The commission was initially given one-month time to conclude its report. However, Babar said his understanding is that this time has not expired but would start from the date of the authorisation issued by the speaker.

He said the commission would submit its recommendations to the National Assembly and it would be up to the legislature to do with them what it wants. It is for the government to table a constitutional amendment to the effect.

To a question, Babar said he could not do anything about the boycott of the commission by the Pakistan Muslim League-Nawaz (PML-N). “We have formally written a letter to the opposition but it is unwilling to be forthcoming.”

The commission, which was formed with a lot of fanfare several weeks ago, has been inactive since long and even those who ambitiously constituted it did not seem interested in making it functional.

It is generally believed that even after the speaker’s authorisation the commission is engaging in a futile exercise because its recommendations would be inconsequential as these would lead nowhere when the ruling coalition is in no mood to sponsor the required constitutional amendment.

During his recent visit to Multan that he paid to pacify estranged former Prime Minister Yusuf Raza Gilani, President Asif Ali Zardari declared that the ruling alliance did not have the requisite two-third majority to approve the constitutional amendment for creation of another province in Punjab.

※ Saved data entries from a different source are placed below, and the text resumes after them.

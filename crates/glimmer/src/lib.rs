//! Client-side span tracing with best-effort OTLP export.
//!
//! Spans are created against a [`Tracer`], annotated while open, and shipped
//! to an OTLP/HTTP collector when ended: one POST per finished span, with a
//! local fallback record when delivery fails. [`TracedClient`] wraps
//! outbound HTTP so every request becomes a span carrying a W3C
//! `traceparent` header.
//!
//! # Example
//!
//! ```no_run
//! use glimmer::{TracedClient, TracerConfig};
//!
//! #[tokio::main]
//! async fn main() -> Result<(), Box<dyn std::error::Error>> {
//!     let tracer = glimmer::init(TracerConfig::new("gutenberg-search-frontend"));
//!
//!     let span = tracer
//!         .span("frontend_search")
//!         .with_attribute("search.query", "moby dick")
//!         .start();
//!
//!     let client = TracedClient::new(tracer.clone());
//!     let response = client
//!         .get("http://localhost:8000/search")
//!         .query(&[("q", "moby dick"), ("method", "tfidf")])
//!         .with_parent(span.context())
//!         .send()
//!         .await?;
//!
//!     span.set_attribute("search.success", response.status().is_success());
//!     span.end();
//!     Ok(())
//! }
//! ```

mod config;
mod export;
mod global;
mod http;
mod registry;
mod tracer;

pub use config::TracerConfig;
pub use global::{init, tracer, TracerRef};
pub use http::{TracedClient, TracedRequest, HTTP_SPAN_NAME, TRACESTATE};
pub use tracer::{SpanBuilder, SpanHandle, Tracer, TracerStats};

pub use glimmer_protocol::*;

However, Gilani, sounding exceedingly optimistic, told Zardari that once the government moves such an amendment in the parliament, many opposition lawmakers would come out to support it against the party discipline.

According to independent calculations, the ruling coalition lost the two-third parliamentary majority after some legislators belonging to the Muttahida Qaumi Movement (MQM) stepped down to avoid disqualification for holding dual nationalities.

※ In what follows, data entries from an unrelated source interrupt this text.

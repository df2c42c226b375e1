//! The JSON document one finished span is exported as.
//!
//! Field names and nesting follow the OTLP/HTTP JSON trace payload and must
//! stay bit-exact for collector compatibility: `resourceSpans` → `resource` +
//! `scopeSpans` → `scope` + `spans`, nanosecond timestamps as decimal
//! strings, every attribute value flattened to a `stringValue`.

use serde::{Deserialize, Serialize};

use crate::span::{Span, SpanStatus};

pub const SPAN_KIND_CLIENT: &str = "SPAN_KIND_CLIENT";
pub const STATUS_CODE_OK: &str = "STATUS_CODE_OK";
pub const STATUS_CODE_ERROR: &str = "STATUS_CODE_ERROR";

pub const TELEMETRY_SDK_NAME: &str = "glimmer";
pub const TELEMETRY_SDK_LANGUAGE: &str = "rust";
pub const TELEMETRY_SDK_VERSION: &str = env!("CARGO_PKG_VERSION");

/// Resource-level identity stamped on every envelope
#[derive(Clone, Debug)]
pub struct ResourceInfo {
    pub service_name: String,
    pub service_version: String,
    pub environment: String,
}

#[derive(Clone, Debug, Serialize, Deserialize)]
#[serde(rename_all = "camelCase")]
pub struct ExportEnvelope {
    pub resource_spans: Vec<ResourceSpans>,
}

#[derive(Clone, Debug, Serialize, Deserialize)]
#[serde(rename_all = "camelCase")]
pub struct ResourceSpans {
    pub resource: Resource,
    pub scope_spans: Vec<ScopeSpans>,
}

#[derive(Clone, Debug, Serialize, Deserialize)]
pub struct Resource {
    pub attributes: Vec<KeyValue>,
}

#[derive(Clone, Debug, Serialize, Deserialize)]
pub struct KeyValue {
    pub key: String,
    pub value: AnyValue,
}

impl KeyValue {
    pub fn string(key: impl Into<String>, value: impl Into<String>) -> Self {
        Self {
            key: key.into(),
            value: AnyValue {
                string_value: value.into(),
            },
        }
    }
}

#[derive(Clone, Debug, Serialize, Deserialize)]
#[serde(rename_all = "camelCase")]
pub struct AnyValue {
    pub string_value: String,
}

#[derive(Clone, Debug, Serialize, Deserialize)]
pub struct ScopeSpans {
    pub scope: InstrumentationScope,
    pub spans: Vec<SpanEntry>,
}

#[derive(Clone, Debug, Serialize, Deserialize)]
pub struct InstrumentationScope {
    pub name: String,
    pub version: String,
}

#[derive(Clone, Debug, Serialize, Deserialize)]
#[serde(rename_all = "camelCase")]
pub struct SpanEntry {
    pub trace_id: String,
    pub span_id: String,
    pub name: String,
    pub kind: String,
    pub start_time_unix_nano: String,
    pub end_time_unix_nano: String,
    pub attributes: Vec<KeyValue>,
    pub status: StatusEntry,
}

#[derive(Clone, Debug, Serialize, Deserialize)]
pub struct StatusEntry {
    pub code: String,
}

impl ExportEnvelope {
    /// Build the envelope for one finished span.
    ///
    /// `end_time` falls back to `start_time` for a span that was somehow
    /// never stamped; callers only hand over closed spans.
    pub fn for_span(resource: &ResourceInfo, scope: &InstrumentationScope, span: &Span) -> Self {
        let end_time = span.end_time.unwrap_or(span.start_time);

        let attributes = span
            .attributes
            .iter()
            .map(|(key, value)| KeyValue::string(key, value.to_string()))
            .collect();

        let status_code = match span.status {
            SpanStatus::Ok => STATUS_CODE_OK,
            SpanStatus::Error => STATUS_CODE_ERROR,
        };

        Self {
            resource_spans: vec![ResourceSpans {
                resource: Resource {
                    attributes: vec![
                        KeyValue::string("service.name", &resource.service_name),
                        KeyValue::string("service.version", &resource.service_version),
                        KeyValue::string("deployment.environment", &resource.environment),
                        KeyValue::string("telemetry.sdk.name", TELEMETRY_SDK_NAME),
                        KeyValue::string("telemetry.sdk.language", TELEMETRY_SDK_LANGUAGE),
                        KeyValue::string("telemetry.sdk.version", TELEMETRY_SDK_VERSION),
                    ],
                },
                scope_spans: vec![ScopeSpans {
                    scope: scope.clone(),
                    spans: vec![SpanEntry {
                        trace_id: span.trace_id.to_hex(),
                        span_id: span.span_id.to_hex(),
                        name: span.name.clone(),
                        kind: SPAN_KIND_CLIENT.to_string(),
                        start_time_unix_nano: span.start_time.as_nanos().to_string(),
                        end_time_unix_nano: end_time.as_nanos().to_string(),
                        attributes,
                        status: StatusEntry {
                            code: status_code.to_string(),
                        },
                    }],
                }],
            }],
        }
    }
}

“By getting the final recommendations prepared by the Babar commission by mid-January, the ruling coalition can claim in the campaign for the next elections that it did what it could to set up Seraiki province but the PML-N did not cooperate in this connection,” a senior official said.

The Pakistan People’s Party (PPP), which was too eager to have Seraiki regions as the new province when Gilani was prime minister, put the issue on the backburner and had other priorities to pursue than going for a tough gamble of amending the constitution, after the former prime minister was disqualified and ousted.

The PPP avoided embarking upon a risky venture just a few months before the elections. It was felt that any wrong move at this stage would impinge hard on its campaign.

A key factor, which made the commission lose its steam, was the boycott of its proceedings by the three PML-N MPs from day one. They were nominated by the speaker without taking their party into confidence.

Another reason discouraging for the commission was the Punjab Assembly speaker’s refusal to name two members, one each from the government and the opposition benches. He even threatened to challenge the formation of the commission in a superior court.

Clause 4 of article 239 of the constitution prescribes the procedure to create new provinces. It says a bill constitution which would have the effect of altering the limits of a province shall not be presented to the president for assent unless it has been passed by the concerned provincial assembly by the votes of not less than two-third of its total membership.

Thus, even after its passage in the two houses of parliament, such a bill would have to be approved by the Punjab Assembly with two-third majority before its presentation to the president where the ruling alliance has no such number.

This clause makes no mention of any parliamentary commission that the speaker has formed. Also, it doesn’t talk about any role of the president or his reference.

The commission was constituted in pursuance of a reference sent to the speaker by the president, which was read out in the National Assembly, in the wake of a resolution passed by the lower house of parliament, and two motions approved by the Punjab legislature, which were jointly sponsored by the PPP and PML-N.

However, later the PML-N dominated Punjab Assembly passed another resolution rejecting the parliamentary commission.